Regarding ethical considerations, 1 study recorded obtained written consent from each patient,18 3 studies received ethical approval from an institutional review board prior to being conducted,11,12,19 and the remaining studies did not cite ethical considerations. None of the studies reported potential conflicts of interest. A total of 697 patients were involved. The studies were divided into 2 groups according to the diagnostic injection product used for intra-articular hip injection: studies that used only anesthetic (bupivacaine, lidocaine, bupivacaine hydrochloride, or ropivacaine) were placed in one group (anesthetic only group) and studies that used anesthetic with corticosteroids were placed in a second group (anesthetic with corticosteroids group). The anesthetic only group included 6 studies with a total of 363 patients6,10,12,18–20 and the anesthetic with corticosteroids group included 3 studies with a total of 334 patients.8,11,13

Study Quality

All studies included in this systematic review were nonrandomized. The MINORS instrument21 was used to assess the methodological quality of each study.
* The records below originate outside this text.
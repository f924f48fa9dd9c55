//! Tavily client against a mock HTTP server

use serde_json::json;
use std::time::Duration;
use wiremock::matchers::{body_partial_json, header, method, path};
use wiremock::{Mock, MockServer, ResponseTemplate};

use research_workflow::{CollaboratorError, SearchProvider, TavilySearchProvider};

fn provider(server: &MockServer) -> TavilySearchProvider {
    TavilySearchProvider::new("test-key")
        .with_base_url(server.uri())
        .with_max_retries(2)
        .with_retry_base_delay(Duration::from_millis(1))
}

fn results_body() -> serde_json::Value {
    json!({
        "query": "heat pumps",
        "results": [
            {
                "title": "Heat pump",
                "url": "https://en.wikipedia.org/wiki/Heat_pump",
                "content": "A heat pump transfers thermal energy.",
                "score": 0.92
            },
            {
                "title": "How heat pumps work",
                "url": "https://www.energy.gov/heat-pumps",
                "score": 0.81
            }
        ]
    })
}

#[tokio::test]
async fn test_search_returns_hits() {
    let server = MockServer::start().await;
    Mock::given(method("POST"))
        .and(path("/search"))
        .and(header("Authorization", "Bearer test-key"))
        .and(body_partial_json(json!({"query": "heat pumps", "max_results": 5})))
        .respond_with(ResponseTemplate::new(200).set_body_json(results_body()))
        .expect(1)
        .mount(&server)
        .await;

    let hits = provider(&server).search("heat pumps", 5).await.unwrap();

    assert_eq!(hits.len(), 2);
    assert_eq!(hits[0].url, "https://en.wikipedia.org/wiki/Heat_pump");
    assert_eq!(hits[0].excerpt, "A heat pump transfers thermal energy.");
    assert!((hits[0].score - 0.92).abs() < 1e-6);
    assert_eq!(hits[1].excerpt, "");
}

#[tokio::test]
async fn test_retries_after_rate_limit() {
    let server = MockServer::start().await;
    Mock::given(method("POST"))
        .and(path("/search"))
        .respond_with(ResponseTemplate::new(429))
        .up_to_n_times(1)
        .mount(&server)
        .await;
    Mock::given(method("POST"))
        .and(path("/search"))
        .respond_with(ResponseTemplate::new(200).set_body_json(results_body()))
        .mount(&server)
        .await;

    let hits = provider(&server).search("heat pumps", 5).await.unwrap();
    assert_eq!(hits.len(), 2);
}

#[tokio::test]
async fn test_persistent_server_error_is_unavailable() {
    let server = MockServer::start().await;
    Mock::given(method("POST"))
        .and(path("/search"))
        .respond_with(ResponseTemplate::new(503).set_body_string("down"))
        .expect(3)
        .mount(&server)
        .await;

    let err = provider(&server).search("heat pumps", 5).await.unwrap_err();
    assert!(matches!(err, CollaboratorError::Unavailable(_)));
    assert!(err.is_transient());
}

#[tokio::test]
async fn test_unauthorized_is_not_retried() {
    let server = MockServer::start().await;
    Mock::given(method("POST"))
        .and(path("/search"))
        .respond_with(ResponseTemplate::new(401))
        .expect(1)
        .mount(&server)
        .await;

    let err = provider(&server).search("heat pumps", 5).await.unwrap_err();
    assert!(matches!(err, CollaboratorError::Malformed(_)));
}

#[tokio::test]
async fn test_unparseable_body_is_malformed() {
    let server = MockServer::start().await;
    Mock::given(method("POST"))
        .and(path("/search"))
        .respond_with(ResponseTemplate::new(200).set_body_string("<html>oops</html>"))
        .mount(&server)
        .await;

    let err = provider(&server).search("heat pumps", 5).await.unwrap_err();
    assert!(matches!(err, CollaboratorError::Malformed(_)));
}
Mean score for the studies included in this systematic review was 12.33 of 16 points. Scores for nonrandomized and noncomparative studies can be understood as very low quality (0 to 4); low quality (5 to 8); moderate quality (9 to 12); and high quality (13 to 16).

Results of Individual Studies

The anesthetic only group included 6 studies and 363 patients.6,10,12,18–20 Two studies12,19 were retrospective, and 4 studies6,10,19,20 were prospective. One of the common objectives was to use guided intra-articular hip injection to differentiate pain source in patients with both hip and lumbar spine arthritis. Physical examination and proper hip and lumbar spine radiography protocols were used to diagnose simultaneous findings of arthritis in all studies.

Five studies with a combined 321 patients reported patients' sex, of which 65.73% were female.6,12,18–20 The same 5 studies reported patient age, and the mean age weighted by the studies' sample sizes was 51.74 years.6,12,18–20 Studies described 5 different protocols for administration of the anesthetic injection.

One study used 10 mL of 0.25% bupivacaine,18 1 used 10 mL of 0.5% bupivacaine,20 1 used 3.5 mL of 2% lidocaine plus 3.5 mL of 0.5% bupivacaine,12 2 used 10 mL of 0.5% bupivacaine,6,10 and 1 used a median of 5 mL of 0.5% ropivacaine, 0.25% bupivacaine, or 1.0% lidocaine, depending on anatomical constraints.19 For intra-articular localization, 6 studies used fluoroscopy-guided injections,6,8,11–13,20 1 used radiographs,10 1 used ultrasound,18 and 1 used fluoroscopy or ultrasound.19

Positive response after guided intraarticular hip injection was specifically defined in 3 studies. One study defined positive response as 70% or greater relief of pain11; 1 study took 50% pain relief from the pre-injection pain after 30 minutes or less12; and 1 study grouped patients into achieving more or less than 50% pain relief 24 hours after the injection.19 The remaining studies did not use any specific number or parameter to define positive response.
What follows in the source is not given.